*** Opening of Data for this task ***
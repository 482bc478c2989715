// Copyright 2025 Fernando Borretti
//
// Licensed under the Apache License, Version 2.0 (the "License");
// you may not use this file except in compliance with the License.
// You may obtain a copy of the License at
//
//     http://www.apache.org/licenses/LICENSE-2.0
//
// Unless required by applicable law or agreed to in writing, software
// distributed under the License is distributed on an "AS IS" BASIS,
// WITHOUT WARRANTIES OR CONDITIONS OF ANY KIND, either express or implied.
// See the License for the specific language governing permissions and
// limitations under the License.

use std::path::Path;

use flipdeck_core::loader::load_deck;

use crate::error::Fallible;
use crate::utils::deck_path;

pub fn check_deck(deck: Option<String>) -> Fallible<()> {
    let path = deck_path(deck);
    let count = validate_deck(&path)?;
    println!("Deck OK: {count} cards.");
    Ok(())
}

/// Load the deck and return the number of cards in it.
fn validate_deck(path: &Path) -> Fallible<usize> {
    let cards = load_deck(path)?;
    log::debug!("Loaded {} cards from {}", cards.len(), path.display());
    Ok(cards.len())
}
use std::fmt;

use serde::de::{self, SeqAccess, Visitor};
use serde::Deserializer;

/// Splits a comma separated tag input into trimmed tags.
/// Empty segments are dropped.
pub fn split_tags(tags_str: &str) -> Vec<String> {
    tags_str.split(',')
        .map(|s| s.trim())
        .filter(|s| !s.is_empty())
        .map(|s| s.to_string())
        .collect()
}

pub fn join_tags(tags: &[String]) -> String {
    tags.join(", ")
}

struct TagsVisitor;

impl<'de> Visitor<'de> for TagsVisitor {
    type Value = Vec<String>;

    fn expecting(&self, f: &mut fmt::Formatter) -> fmt::Result {
        f.write_str("a list of tags or a comma separated string")
    }

    fn visit_str<E: de::Error>(self, v: &str) -> Result<Self::Value, E> {
        Ok(split_tags(v))
    }

    fn visit_seq<A: SeqAccess<'de>>(self, mut seq: A) -> Result<Self::Value, A::Error> {
        let mut tags = vec![];
        while let Some(tag) = seq.next_element::<String>()? {
            let tag = tag.trim();
            if !tag.is_empty() {
                tags.push(tag.to_string());
            }
        }
        Ok(tags)
    }
}

/// Accepts `["a", "b"]` as well as `"a, b"`.
pub fn deserialize_tags<'de, D: Deserializer<'de>>(deserializer: D) -> Result<Vec<String>, D::Error> {
    deserializer.deserialize_any(TagsVisitor)
}

struct OptTagsVisitor;

impl<'de> Visitor<'de> for OptTagsVisitor {
    type Value = Option<Vec<String>>;

    fn expecting(&self, f: &mut fmt::Formatter) -> fmt::Result {
        f.write_str("null, a list of tags or a comma separated string")
    }

    fn visit_none<E: de::Error>(self) -> Result<Self::Value, E> {
        Ok(None)
    }

    fn visit_unit<E: de::Error>(self) -> Result<Self::Value, E> {
        Ok(None)
    }

    fn visit_some<D: Deserializer<'de>>(self, deserializer: D) -> Result<Self::Value, D::Error> {
        deserialize_tags(deserializer).map(Some)
    }
}

/// Like `deserialize_tags`, with `null` meaning "leave the tags alone".
pub fn deserialize_opt_tags<'de, D: Deserializer<'de>>(deserializer: D) -> Result<Option<Vec<String>>, D::Error> {
    deserializer.deserialize_option(OptTagsVisitor)
}

#[cfg(test)]
mod tests {
    use serde::Deserialize;

    use super::*;

    #[derive(Deserialize)]
    struct Tagged {
        #[serde(deserialize_with = "deserialize_tags")]
        tags: Vec<String>,
    }

    #[test]
    fn test_split_tags() {
        assert_eq!(split_tags("a, b ,c"), ["a", "b", "c"]);
        assert_eq!(split_tags("rust"), ["rust"]);
        assert_eq!(split_tags("rust,,web, "), ["rust", "web"]);
        assert!(split_tags("").is_empty());
        assert!(split_tags(" , ").is_empty());
    }

    #[test]
    fn test_join_tags() {
        let tags = split_tags("a, b ,c");
        assert_eq!(join_tags(&tags), "a, b, c");
    }

    #[test]
    fn test_tags_from_string_or_list() {
        let t: Tagged = serde_json::from_str(r#"{"tags": "rust, web"}"#).unwrap();
        assert_eq!(t.tags, ["rust", "web"]);

        let t: Tagged = serde_json::from_str(r#"{"tags": [" rust", "", "web "]}"#).unwrap();
        assert_eq!(t.tags, ["rust", "web"]);

        assert!(serde_json::from_str::<Tagged>(r#"{"tags": 12}"#).is_err());
    }

    #[derive(Deserialize)]
    struct MaybeTagged {
        #[serde(default, deserialize_with = "deserialize_opt_tags")]
        tags: Option<Vec<String>>,
    }

    #[test]
    fn test_optional_tags() {
        let t: MaybeTagged = serde_json::from_str(r#"{"tags": null}"#).unwrap();
        assert_eq!(t.tags, None);

        let t: MaybeTagged = serde_json::from_str(r#"{}"#).unwrap();
        assert_eq!(t.tags, None);

        let t: MaybeTagged = serde_json::from_str(r#"{"tags": "rust, web"}"#).unwrap();
        assert_eq!(t.tags, Some(vec!["rust".to_string(), "web".to_string()]));

        let t: MaybeTagged = serde_json::from_str(r#"{"tags": ["rust"]}"#).unwrap();
        assert_eq!(t.tags, Some(vec!["rust".to_string()]));

        assert!(serde_json::from_str::<MaybeTagged>(r#"{"tags": 12}"#).is_err());
    }
}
*** Close of Data for this task ***
→ **Work to complete**
Look through the data and gather every line with the string "MaybeTagged" in it.

→ **Result of this task**
    struct MaybeTagged {
        let t: MaybeTagged = serde_json::from_str(r#"{"tags": null}"#).unwrap();
        let t: MaybeTagged = serde_json::from_str(r#"{}"#).unwrap();
        let t: MaybeTagged = serde_json::from_str(r#"{"tags": "rust, web"}"#).unwrap();
        let t: MaybeTagged = serde_json::from_str(r#"{"tags": ["rust"]}"#).unwrap();
        assert!(serde_json::from_str::<MaybeTagged>(r#"{"tags": 12}"#).is_err());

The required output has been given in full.